I wanted to look into ways to optimize it, for example:

  • Maybe a RegEx would be faster?
  • Maybe I should pass the entire spreadsheet to a DLL using an array, have the DLL do the replace, then pass it back? One article I read suggested that this is up to 10x faster than using native Excel VBA.
  • Maybe I should use the same DLL trick as above, but add multi-threading?
  • Any other ideas?

2 Answers 2


In addition to @Raystafarian's observations, there are a couple of other issues that I see.

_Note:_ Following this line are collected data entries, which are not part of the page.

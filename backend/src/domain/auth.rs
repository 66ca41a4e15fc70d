//! Registration and login payloads.
//!
//! Handlers hand raw strings to these constructors, which trim every field
//! and reject blanks before any port is called.

use std::fmt;

use zeroize::Zeroizing;

use super::{EmailAddress, Error, UserName};

/// Domain error returned when a credential payload is incomplete.
#[derive(Debug, Clone, Copy, PartialEq, Eq)]
pub enum CredentialValidationError {
    /// Name was missing or blank once trimmed.
    EmptyName,
    /// Email was missing or blank once trimmed.
    EmptyEmail,
    /// Password was missing or blank once trimmed.
    EmptyPassword,
}

impl CredentialValidationError {
    /// Wire name of the offending field.
    pub fn field(self) -> &'static str {
        match self {
            Self::EmptyName => "name",
            Self::EmptyEmail => "email",
            Self::EmptyPassword => "password",
        }
    }
}

impl fmt::Display for CredentialValidationError {
    fn fmt(&self, f: &mut fmt::Formatter<'_>) -> fmt::Result {
        write!(f, "{} must not be empty", self.field())
    }
}

impl std::error::Error for CredentialValidationError {}

impl From<CredentialValidationError> for Error {
    fn from(value: CredentialValidationError) -> Self {
        Self::missing_field(value.field())
    }
}

fn trimmed_password(raw: &str) -> Result<Zeroizing<String>, CredentialValidationError> {
    let trimmed = raw.trim();
    if trimmed.is_empty() {
        return Err(CredentialValidationError::EmptyPassword);
    }
    Ok(Zeroizing::new(trimmed.to_owned()))
}

/// Validated registration request.
///
/// # Examples
/// ```
/// use todo_backend::domain::Registration;
///
/// let reg = Registration::try_from_parts(" Ada ", "ada@example.com", "pw").unwrap();
/// assert_eq!(reg.name().as_ref(), "Ada");
/// ```
#[derive(Debug, Clone, PartialEq, Eq)]
pub struct Registration {
    name: UserName,
    email: EmailAddress,
    password: Zeroizing<String>,
}

impl Registration {
    /// Validate raw inputs in field order: name, email, password.
    pub fn try_from_parts(
        name: &str,
        email: &str,
        password: &str,
    ) -> Result<Self, CredentialValidationError> {
        let name = UserName::new(name).map_err(|_| CredentialValidationError::EmptyName)?;
        let email = EmailAddress::new(email).map_err(|_| CredentialValidationError::EmptyEmail)?;
        let password = trimmed_password(password)?;
        Ok(Self {
            name,
            email,
            password,
        })
    }

    pub fn name(&self) -> &UserName {
        &self.name
    }

    pub fn email(&self) -> &EmailAddress {
        &self.email
    }

    pub fn password(&self) -> &str {
        self.password.as_str()
    }
}

/// Validated login credentials.
///
/// ## Invariants
/// - `email` and `password` are trimmed and non-empty.
#[derive(Debug, Clone, PartialEq, Eq)]
pub struct LoginCredentials {
    email: EmailAddress,
    password: Zeroizing<String>,
}

impl LoginCredentials {
    pub fn try_from_parts(email: &str, password: &str) -> Result<Self, CredentialValidationError> {
        let email = EmailAddress::new(email).map_err(|_| CredentialValidationError::EmptyEmail)?;
        let password = trimmed_password(password)?;
        Ok(Self { email, password })
    }

    pub fn email(&self) -> &EmailAddress {
        &self.email
    }

    pub fn password(&self) -> &str {
        self.password.as_str()
    }
}
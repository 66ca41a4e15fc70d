//! Helper macro for declaring port error enums.
//!
//! Each variant gets a `thiserror` display string and a snake-case
//! constructor whose parameters accept anything convertible into the field
//! type, so adapters can write `UserPersistenceError::query(err.to_string())`.

macro_rules! define_port_error {
    (
        $(#[$outer:meta])*
        pub enum $name:ident {
            $(
                $(#[$variant_meta:meta])*
                $variant:ident $( { $($field:ident : $ty:ty),* $(,)? } )? => $message:literal
            ),* $(,)?
        }
    ) => {
        $(#[$outer])*
        #[derive(Debug, Clone, PartialEq, Eq, thiserror::Error)]
        pub enum $name {
            $(
                $(#[$variant_meta])*
                #[error($message)]
                $variant $( { $($field : $ty),* } )?,
            )*
        }

        impl $name {
            $(
                define_port_error!(@constructor $variant $( { $($field : $ty),* } )?);
            )*
        }
    };

    (@constructor $variant:ident) => {
        ::paste::paste! {
            #[doc = concat!("Construct [`Self::", stringify!($variant), "`].")]
            pub fn [<$variant:snake>]() -> Self {
                Self::$variant
            }
        }
    };

    (@constructor $variant:ident { $($field:ident : $ty:ty),* }) => {
        ::paste::paste! {
            #[doc = concat!("Construct [`Self::", stringify!($variant), "`].")]
            pub fn [<$variant:snake>]($($field: impl Into<$ty>),*) -> Self {
                Self::$variant { $($field: $field.into()),* }
            }
        }
    };
}

pub(crate) use define_port_error;

#[cfg(test)]
mod tests {
    define_port_error! {
        pub enum SamplePortError {
            Offline => "store offline",
            Rejected { message: String } => "rejected: {message}",
            Conflict { key: String, attempts: u8 } => "conflict on {key} after {attempts}",
        }
    }

    #[test]
    fn unit_variants_get_nullary_constructors() {
        assert_eq!(SamplePortError::offline(), SamplePortError::Offline);
        assert_eq!(SamplePortError::offline().to_string(), "store offline");
    }

    #[test]
    fn string_fields_accept_borrowed_input() {
        let err = SamplePortError::rejected("bad row");
        assert_eq!(err.to_string(), "rejected: bad row");
    }

    #[test]
    fn multiple_fields_keep_their_types() {
        let err = SamplePortError::conflict("email", 3_u8);
        assert_eq!(err.to_string(), "conflict on email after 3");
    }
}
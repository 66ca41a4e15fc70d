//! Driving port that resolves a presented bearer token to a user.

use async_trait::async_trait;

use crate::domain::{Error, UserId};

/// Re-validates a token on every request.
#[cfg_attr(test, mockall::automock)]
#[async_trait]
pub trait RequestAuthenticator: Send + Sync {
    /// Resolve `token` to the identity it was issued for.
    ///
    /// Fails with `InvalidCredentials` for any token that does not verify or
    /// no longer matches the stored account.
    async fn authenticate(&self, token: &str) -> Result<UserId, Error>;
}
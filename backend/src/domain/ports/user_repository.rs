//! Port for persisting registered users.
//!
//! Email uniqueness belongs to the store: `insert` must fail with
//! [`UserPersistenceError::DuplicateEmail`] when the address is taken, even
//! when two registrations race.

use async_trait::async_trait;

use crate::domain::{EmailAddress, User};

use super::define_port_error;

define_port_error! {
    /// Persistence errors raised by user repository adapters.
    pub enum UserPersistenceError {
        /// Repository connection could not be established.
        Connection { message: String } => "user repository connection failed: {message}",
        /// Query or mutation failed during execution.
        Query { message: String } => "user repository query failed: {message}",
        /// Another account already uses this email.
        DuplicateEmail { email: String } => "email already registered: {email}",
    }
}

#[cfg_attr(test, mockall::automock)]
#[async_trait]
pub trait UserRepository: Send + Sync {
    /// Insert a new user, rejecting a taken email atomically.
    async fn insert(&self, user: &User) -> Result<(), UserPersistenceError>;

    /// Fetch a user by exact (trimmed) email.
    async fn find_by_email(
        &self,
        email: &EmailAddress,
    ) -> Result<Option<User>, UserPersistenceError>;
}
//! Registered user accounts.
//!
//! A user is created once by registration and never modified afterwards.
//! The password hash is carried so credentials can be verified, but it is
//! never serialised and its `Debug` output is redacted.

use std::fmt;

use chrono::{DateTime, Utc};
use serde::{Deserialize, Serialize};
use uuid::Uuid;

/// Validation errors raised when building user value types.
#[derive(Debug, Clone, PartialEq, Eq)]
pub enum UserValidationError {
    /// The identifier was not a UUID.
    InvalidId,
    /// The display name was blank once trimmed.
    EmptyName,
    /// The email was blank once trimmed.
    EmptyEmail,
    /// The stored password hash was empty.
    EmptyPasswordHash,
}

impl fmt::Display for UserValidationError {
    fn fmt(&self, f: &mut fmt::Formatter<'_>) -> fmt::Result {
        match self {
            Self::InvalidId => write!(f, "user id must be a valid UUID"),
            Self::EmptyName => write!(f, "name must not be empty"),
            Self::EmptyEmail => write!(f, "email must not be empty"),
            Self::EmptyPasswordHash => write!(f, "password hash must not be empty"),
        }
    }
}

impl std::error::Error for UserValidationError {}

/// Stable user identifier.
///
/// # Examples
/// ```
/// use todo_backend::domain::UserId;
///
/// let id = UserId::new("3fa85f64-5717-4562-b3fc-2c963f66afa6").unwrap();
/// assert_eq!(id.to_string(), "3fa85f64-5717-4562-b3fc-2c963f66afa6");
/// assert!(UserId::new("nope").is_err());
/// ```
#[derive(Debug, Clone, Copy, PartialEq, Eq, Hash, Serialize, Deserialize)]
#[serde(try_from = "String", into = "String")]
pub struct UserId(Uuid);

impl UserId {
    /// Parse an identifier from its textual form.
    pub fn new(id: impl AsRef<str>) -> Result<Self, UserValidationError> {
        Uuid::parse_str(id.as_ref().trim())
            .map(Self)
            .map_err(|_| UserValidationError::InvalidId)
    }

    /// Generate a fresh random identifier.
    pub fn random() -> Self {
        Self(Uuid::new_v4())
    }

    /// Underlying UUID, for persistence adapters.
    pub fn as_uuid(&self) -> &Uuid {
        &self.0
    }
}

impl From<Uuid> for UserId {
    fn from(value: Uuid) -> Self {
        Self(value)
    }
}

impl TryFrom<String> for UserId {
    type Error = UserValidationError;

    fn try_from(value: String) -> Result<Self, Self::Error> {
        Self::new(value)
    }
}

impl From<UserId> for String {
    fn from(value: UserId) -> Self {
        value.0.to_string()
    }
}

impl fmt::Display for UserId {
    fn fmt(&self, f: &mut fmt::Formatter<'_>) -> fmt::Result {
        self.0.fmt(f)
    }
}

macro_rules! trimmed_text {
    ($(#[$meta:meta])* $name:ident, $empty:expr) => {
        $(#[$meta])*
        #[derive(Debug, Clone, PartialEq, Eq, Hash)]
        pub struct $name(String);

        impl $name {
            /// Trim `value` and reject it when nothing is left.
            pub fn new(value: impl AsRef<str>) -> Result<Self, UserValidationError> {
                let trimmed = value.as_ref().trim();
                if trimmed.is_empty() {
                    return Err($empty);
                }
                Ok(Self(trimmed.to_owned()))
            }
        }

        impl AsRef<str> for $name {
            fn as_ref(&self) -> &str {
                self.0.as_str()
            }
        }

        impl fmt::Display for $name {
            fn fmt(&self, f: &mut fmt::Formatter<'_>) -> fmt::Result {
                f.write_str(&self.0)
            }
        }
    };
}

trimmed_text!(
    /// Non-empty display name, stored trimmed.
    UserName,
    UserValidationError::EmptyName
);

trimmed_text!(
    /// Non-empty email address, stored trimmed.
    ///
    /// Only presence is checked; the address format is not validated.
    EmailAddress,
    UserValidationError::EmptyEmail
);

/// One-way password hash as produced by the configured hasher.
#[derive(Clone, PartialEq, Eq)]
pub struct PasswordHash(String);

impl PasswordHash {
    /// Wrap an encoded hash string.
    pub fn new(encoded: impl Into<String>) -> Result<Self, UserValidationError> {
        let encoded = encoded.into();
        if encoded.is_empty() {
            return Err(UserValidationError::EmptyPasswordHash);
        }
        Ok(Self(encoded))
    }

    /// Encoded hash, for persistence and verification.
    pub fn as_str(&self) -> &str {
        self.0.as_str()
    }
}

impl fmt::Debug for PasswordHash {
    fn fmt(&self, f: &mut fmt::Formatter<'_>) -> fmt::Result {
        f.write_str("PasswordHash(<redacted>)")
    }
}

/// A registered account.
#[derive(Debug, Clone, PartialEq, Eq)]
pub struct User {
    id: UserId,
    name: UserName,
    email: EmailAddress,
    password_hash: PasswordHash,
    created_at: DateTime<Utc>,
    updated_at: DateTime<Utc>,
}

impl User {
    /// Assemble a user from validated parts.
    pub fn new(
        id: UserId,
        name: UserName,
        email: EmailAddress,
        password_hash: PasswordHash,
        created_at: DateTime<Utc>,
    ) -> Self {
        Self {
            id,
            name,
            email,
            password_hash,
            created_at,
            updated_at: created_at,
        }
    }

    /// Override the last-modified timestamp, for rows read back from a store.
    #[must_use]
    pub fn with_updated_at(mut self, updated_at: DateTime<Utc>) -> Self {
        self.updated_at = updated_at;
        self
    }

    pub fn id(&self) -> &UserId {
        &self.id
    }

    pub fn name(&self) -> &UserName {
        &self.name
    }

    pub fn email(&self) -> &EmailAddress {
        &self.email
    }

    pub fn password_hash(&self) -> &PasswordHash {
        &self.password_hash
    }

    pub fn created_at(&self) -> DateTime<Utc> {
        self.created_at
    }

    pub fn updated_at(&self) -> DateTime<Utc> {
        self.updated_at
    }
}
//! Shared doubles for unit tests inside the crate.

use std::sync::Mutex;

use chrono::{DateTime, Local, TimeDelta, TimeZone, Utc};
use mockable::Clock;

/// Clock that stays put until a test moves it.
pub struct MutableClock(Mutex<DateTime<Utc>>);

impl MutableClock {
    pub fn new(now: DateTime<Utc>) -> Self {
        Self(Mutex::new(now))
    }

    /// Clock fixed at a known instant.
    pub fn fixed() -> Self {
        let now = Utc
            .with_ymd_and_hms(2026, 4, 1, 8, 30, 0)
            .single()
            .unwrap_or_else(|| panic!("fixed test instant is valid"));
        Self::new(now)
    }

    pub fn advance(&self, delta: TimeDelta) {
        *self.guard() += delta;
    }

    fn guard(&self) -> std::sync::MutexGuard<'_, DateTime<Utc>> {
        match self.0.lock() {
            Ok(guard) => guard,
            Err(_) => panic!("clock mutex poisoned"),
        }
    }
}

impl Clock for MutableClock {
    fn local(&self) -> DateTime<Local> {
        self.utc().with_timezone(&Local)
    }

    fn utc(&self) -> DateTime<Utc> {
        *self.guard()
    }
}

  1. I would personally put your AccChars and RegChars variables into Consts, because you never change their values.
  2. Your code also requires that AccChars and RegChars are the same length, and will fail if they aren't. I'd add an assert that tests that before you do anything that writes to the Worksheet.
  3. You generally want to avoid using the Integer type unless you absolutely need to (for example in an API call). VBA stores them as a Long regardless of how they are declared.
  4. Declaring A and B as fixed-length strings is a bit of premature optimization that is backfiring. When you pass them to .Replace as parameters, they are actually being implicitly cast back to variable length ones.
  5. Minor thing, but I prefer the term "stripped" to "regular" - all characters are "regular" in their native context.
  6. Using string functions is not ideal when what you really care about are individual characters as opposed to a sub-string. VBA allows a direct assignment of a String to a Byte array, and indexing into the array is much faster than calling Mid. The performance hit is a lot higher when you're doing it inside a loop. As a side note, you should always use the String returning functions that end with '$' to avoid superfluous casting unless you explicitly require a Variant type. Mid$ (returns a String) as opposed to Mid (returns a Variant).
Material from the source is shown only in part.